Print the line containing "pub fn as_str(&self)" and every later line of the records. Keep each one exactly as given, ending with the last.

# [Supplied data]

────────────────────

//! Submission receipt codes.

use crate::result::{HarnessError, HarnessResult};
use regex::Regex;
use serde::Serialize;
use std::fmt;

/// Receipt shown to a whistleblower after a successful submission.
///
/// Whitespace used for display grouping is removed; the code is never empty.
#[derive(Debug, Clone, PartialEq, Eq, Hash, Serialize)]
pub struct ReceiptCode(String);

impl ReceiptCode {
    /// Normalise `raw` and check it against `format`
    ///
    /// # Errors
    ///
    /// [`HarnessError::AssertionFailed`] when the code is empty or does not
    /// match the expected format.
    pub fn parse(raw: &str, format: &Regex) -> HarnessResult<Self> {
        let code: String = raw.chars().filter(|c| !c.is_whitespace()).collect();
        if code.is_empty() {
            return Err(HarnessError::AssertionFailed {
                message: "receipt code is empty".to_string(),
            });
        }
        if !format.is_match(&code) {
            return Err(HarnessError::AssertionFailed {
                message: format!("receipt code {code:?} does not match {}", format.as_str()),
            });
        }
        Ok(Self(code))
    }

    /// Normalised code
    #[must_use]
    pub fn as_str(&self) -> &str {
        &self.0
    }

    /// Consume into the normalised code
    #[must_use]
    pub fn into_inner(self) -> String {
        self.0
    }
}

impl fmt::Display for ReceiptCode {
    fn fmt(&self, f: &mut fmt::Formatter<'_>) -> fmt::Result {
        f.write_str(&self.0)
    }
}

impl AsRef<str> for ReceiptCode {
    fn as_ref(&self) -> &str {
        &self.0
    }
}

/// Compile a receipt pattern
pub fn receipt_format(pattern: &str) -> HarnessResult<Regex> {
    Regex::new(pattern).map_err(|e| HarnessError::Config {
        message: format!("invalid receipt pattern {pattern:?}: {e}"),
    })
}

────────────────────

# [Task answer]
    pub fn as_str(&self) -> &str {
        &self.0
    }

    /// Consume into the normalised code
    #[must_use]
    pub fn into_inner(self) -> String {
        self.0
    }
}

impl fmt::Display for ReceiptCode {
    fn fmt(&self, f: &mut fmt::Formatter<'_>) -> fmt::Result {
        f.write_str(&self.0)
    }
}

impl AsRef<str> for ReceiptCode {
    fn as_ref(&self) -> &str {
        &self.0
    }
}

/// Compile a receipt pattern
pub fn receipt_format(pattern: &str) -> HarnessResult<Regex> {
    Regex::new(pattern).map_err(|e| HarnessError::Config {
        message: format!("invalid receipt pattern {pattern:?}: {e}"),
    })
}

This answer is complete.